To dilute the electrons, battery manufacturers mix materials with toxic solvents. Once coated, the electrodes are dried in a large oven. Toxic solvents that evaporate during the process are collected, treated and recycled, increasing costs.

With the new technology, the electrodes are coated using different substrates with less liquid consumption, so they do not need to be dried.
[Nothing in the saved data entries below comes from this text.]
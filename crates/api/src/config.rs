use std::fmt;
use std::str::FromStr;
use std::time::Duration;

use chrono::TimeDelta;
use ragbridge_core::result_store::RetentionPolicy;
use ragbridge_upstream::UpstreamConfig;

/// Default job runner endpoints.
const DEFAULT_RAG_SYNC_URL: &str = "https://codebase-rag-backend.onrender.com/perform_rag";
const DEFAULT_RAG_ASYNC_URL: &str = "https://codebase-rag-backend.onrender.com/perform_rag_async";

/// Which path `POST /submit` takes.
#[derive(Debug, Clone, Copy, PartialEq, Eq)]
pub enum SubmitMode {
    /// Async when the body carries a `callbackUrl`, sync otherwise.
    Auto,
    /// Always submit a job and return a task id; `callbackUrl` is required.
    Async,
    /// Always forward the query and answer inline; `callbackUrl` is ignored.
    Sync,
}

impl SubmitMode {
    pub fn as_str(&self) -> &'static str {
        match self {
            SubmitMode::Auto => "auto",
            SubmitMode::Async => "async",
            SubmitMode::Sync => "sync",
        }
    }
}

impl fmt::Display for SubmitMode {
    fn fmt(&self, f: &mut fmt::Formatter<'_>) -> fmt::Result {
        f.write_str(self.as_str())
    }
}

impl FromStr for SubmitMode {
    type Err = ();

    fn from_str(s: &str) -> Result<Self, Self::Err> {
        match s.trim().to_ascii_lowercase().as_str() {
            "auto" => Ok(SubmitMode::Auto),
            "async" | "webhook" => Ok(SubmitMode::Async),
            "sync" => Ok(SubmitMode::Sync),
            _ => Err(()),
        }
    }
}

/// Log output format.
#[derive(Debug, Clone, Copy, PartialEq, Eq)]
pub enum LogFormat {
    Text,
    Json,
}

impl FromStr for LogFormat {
    type Err = ();

    fn from_str(s: &str) -> Result<Self, Self::Err> {
        match s.trim().to_ascii_lowercase().as_str() {
            "text" | "pretty" => Ok(LogFormat::Text),
            "json" => Ok(LogFormat::Json),
            _ => Err(()),
        }
    }
}

/// Result store retention and the sweep job that enforces it.
///
/// A value of `0` disables the corresponding bound.
#[derive(Debug, Clone)]
pub struct RetentionSettings {
    pub result_ttl_secs: u64,
    pub capacity: usize,
    pub consumed_retention_secs: u64,
    pub sweep_interval_secs: u64,
}

/// Seconds as a chrono duration, or `None` when chrono cannot represent it.
fn retention_delta(secs: u64) -> Option<TimeDelta> {
    i64::try_from(secs).ok().and_then(TimeDelta::try_seconds)
}

impl RetentionSettings {
    /// Reject retention windows chrono cannot represent.
    pub fn validate(&self) -> Result<(), ConfigError> {
        for (key, secs) in [
            ("RESULT_TTL_SECS", self.result_ttl_secs),
            ("CONSUMED_RETENTION_SECS", self.consumed_retention_secs),
        ] {
            if retention_delta(secs).is_none() {
                return Err(ConfigError {
                    key,
                    expected: "at most 9223372036854775 seconds",
                    value: secs.to_string(),
                });
            }
        }
        Ok(())
    }

    /// Out-of-range windows (only reachable without [`validate`](Self::validate))
    /// saturate to the longest representable duration.
    pub fn policy(&self) -> RetentionPolicy {
        let secs = |s: u64| (s > 0).then(|| retention_delta(s).unwrap_or(TimeDelta::MAX));
        RetentionPolicy {
            result_ttl: secs(self.result_ttl_secs),
            capacity: (self.capacity > 0).then_some(self.capacity),
            consumed_retention: secs(self.consumed_retention_secs),
        }
    }

    pub fn sweep_interval(&self) -> Duration {
        Duration::from_secs(self.sweep_interval_secs.max(1))
    }
}

impl Default for RetentionSettings {
    fn default() -> Self {
        Self {
            result_ttl_secs: 3600,
            capacity: 10_000,
            consumed_retention_secs: 0,
            sweep_interval_secs: 60,
        }
    }
}

/// A configuration variable held a value that could not be parsed.
#[derive(Debug, thiserror::Error)]
#[error("{key} must be {expected}, got '{value}'")]
pub struct ConfigError {
    pub key: &'static str,
    pub expected: &'static str,
    pub value: String,
}

/// Server configuration loaded from environment variables.
///
/// All fields have defaults suitable for local development.
#[derive(Debug, Clone)]
pub struct ServerConfig {
    /// Bind address (default: `0.0.0.0`).
    pub host: String,
    /// Bind port (default: `3000`).
    pub port: u16,
    /// Allowed CORS origins, parsed from comma-separated `CORS_ORIGINS` env var.
    pub cors_origins: Vec<String>,
    /// HTTP request timeout in seconds (default: `150`). Always longer than
    /// the upstream timeout so a slow job runner surfaces as a JSON 500.
    pub request_timeout_secs: u64,
    /// How long shutdown waits for background tasks, in seconds (default: `30`).
    pub shutdown_timeout_secs: u64,
    pub submit_mode: SubmitMode,
    pub upstream: UpstreamConfig,
    pub retention: RetentionSettings,
    pub log_format: LogFormat,
}

impl ServerConfig {
    /// Load configuration from environment variables with defaults.
    ///
    /// | Env Var                   | Default                    |
    /// |---------------------------|----------------------------|
    /// | `HOST`                    | `0.0.0.0`                  |
    /// | `PORT`                    | `3000`                     |
    /// | `CORS_ORIGINS`            | `http://localhost:3000`    |
    /// | `REQUEST_TIMEOUT_SECS`    | `150`                      |
    /// | `SHUTDOWN_TIMEOUT_SECS`   | `30`                       |
    /// | `RAG_SYNC_URL`            | hosted `/perform_rag`      |
    /// | `RAG_ASYNC_URL`           | hosted `/perform_rag_async`|
    /// | `UPSTREAM_TIMEOUT_SECS`   | `120`                      |
    /// | `SUBMIT_MODE`             | `auto`                     |
    /// | `RESULT_TTL_SECS`         | `3600`                     |
    /// | `RESULT_STORE_CAPACITY`   | `10000`                    |
    /// | `CONSUMED_RETENTION_SECS` | `0`                        |
    /// | `SWEEP_INTERVAL_SECS`     | `60`                       |
    /// | `LOG_FORMAT`              | `text`                     |
    pub fn from_env() -> Result<Self, ConfigError> {
        Self::from_lookup(|key| std::env::var(key).ok())
    }

    /// Load configuration through an arbitrary variable lookup.
    pub fn from_lookup(lookup: impl Fn(&str) -> Option<String>) -> Result<Self, ConfigError> {
        let var = |key: &str, default: &str| lookup(key).unwrap_or_else(|| default.to_string());

        let host = var("HOST", "0.0.0.0");
        let port = parse(&lookup, "PORT", "3000", "a valid u16")?;

        let cors_origins: Vec<String> = var("CORS_ORIGINS", "http://localhost:3000")
            .split(',')
            .map(|s| s.trim().to_string())
            .filter(|s| !s.is_empty())
            .collect();

        let request_timeout_secs: u64 =
            parse(&lookup, "REQUEST_TIMEOUT_SECS", "150", "a valid u64")?;
        let shutdown_timeout_secs = parse(&lookup, "SHUTDOWN_TIMEOUT_SECS", "30", "a valid u64")?;

        let upstream_timeout_secs: u64 =
            parse(&lookup, "UPSTREAM_TIMEOUT_SECS", "120", "a valid u64")?;
        if upstream_timeout_secs >= request_timeout_secs {
            return Err(ConfigError {
                key: "UPSTREAM_TIMEOUT_SECS",
                expected: "shorter than REQUEST_TIMEOUT_SECS",
                value: upstream_timeout_secs.to_string(),
            });
        }
        let upstream = UpstreamConfig {
            sync_url: var("RAG_SYNC_URL", DEFAULT_RAG_SYNC_URL),
            async_url: var("RAG_ASYNC_URL", DEFAULT_RAG_ASYNC_URL),
            timeout: Duration::from_secs(upstream_timeout_secs),
        };

        let submit_mode = parse(&lookup, "SUBMIT_MODE", "auto", "one of auto, async, sync")?;

        let retention = RetentionSettings {
            result_ttl_secs: parse(&lookup, "RESULT_TTL_SECS", "3600", "a valid u64")?,
            capacity: parse(&lookup, "RESULT_STORE_CAPACITY", "10000", "a valid usize")?,
            consumed_retention_secs: parse(&lookup, "CONSUMED_RETENTION_SECS", "0", "a valid u64")?,
            sweep_interval_secs: parse(&lookup, "SWEEP_INTERVAL_SECS", "60", "a valid u64")?,
        };
        retention.validate()?;

        let log_format = parse(&lookup, "LOG_FORMAT", "text", "one of text, json")?;

        Ok(Self {
            host,
            port,
            cors_origins,
            request_timeout_secs,
            shutdown_timeout_secs,
            submit_mode,
            upstream,
            retention,
            log_format,
        })
    }
}

fn parse<T: FromStr>(
    lookup: &impl Fn(&str) -> Option<String>,
    key: &'static str,
    default: &str,
    expected: &'static str,
) -> Result<T, ConfigError> {
    let value = lookup(key).unwrap_or_else(|| default.to_string());
    value.trim().parse().map_err(|_| ConfigError {
        key,
        expected,
        value,
    })
}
This means that the process is cheap, fast and also less damaging to the environment.

Due to its simplicity, the process allows Tesla to reduce capital expenditure by one-third and reduce the factory footprint and energy consumption to one-tenth of what would be required for a wet process. said Tesla.

But the company has struggled to sell the process, sources say.

Maxwell developed his own dry coating process for large controllers, but the challenge of coating EV battery electrodes is that they are larger and thicker, making it difficult to coat them with consistent quality at production speeds.

“They can produce in small quantities, but when they started to produce in large quantities, Tesla ended up with many, many rejections,” one of the sources with ties to Tesla told Reuters.

Production yields were so low that any cost savings provided by the new process were lost, the source said.

If all the efficiency gains of dry coating and large cells are realized, the cost of manufacturing the Model Y 4680 battery pack should drop to between $5,000 and $5,500, or about half the cost of the 2170 pack, according to sources.

The rising cost of battery and power supplies, however, threatens this forecast, and Tesla has yet to significantly improve the new battery’s energy density or the amount of power it will deliver.

However, despite these factors, the savings that Tesla is expected to realize will ultimately make the 4680 battery “best in class” in the industry for the foreseeable future, according to one source.

SPACE

Much of the $2,000-$3,000 savings achieved so far with the 4680 battery has come from other improvements, and using larger cells has proven particularly effective, experts say.

The 4680 cell is 5.5 times larger than the 2170 cell by volume. The old cylindrical cells measure 21 mm in diameter and 70 mm in length, hence their name. Cubicles 4680 have a diameter of 46mm and are 80mm high.

With the old technology, Tesla needs about 4,400 cells to power the Model Y and there are 17,600 points that need to be sold — four for each cell — to create a pack that can be integrated into the car, the sources said.

The 4680 battery pack only needs 830 cells and Tesla has changed the design so that there are two soldering points for each cell, which reduces soldering to 1660 points and provides significant cost savings.

The simple design also means there are fewer connectors and other components, saving Tesla more on labor costs and machine time.

Another source of efficiency was the stronger outer shell of the larger airframe. Tesla can now glue the cells together with glue to create a solid honeycomb-shaped package that attaches directly to the Model Y’s internal body structure.

This eliminates the middle step of arranging the cells into larger modules that fit into a standard battery pack, the sources said.

Using this “cell-to-vehicle” design, Tesla can reduce the weight of a typical 1,200-pound battery pack by 55 pounds or more, a savings of about $500,600 per pack, the Institute said. one of the sources.

But the knowledge of the technique of dry coating remains the holy grail.

“Increasing the battery cell volume has helped greatly to improve efficiency, but aiming to reduce 50% of the overall cell cost is another matter,” the source said.

“It will depend on Tesla’s ability to successfully deploy the dry coating process to the factory.”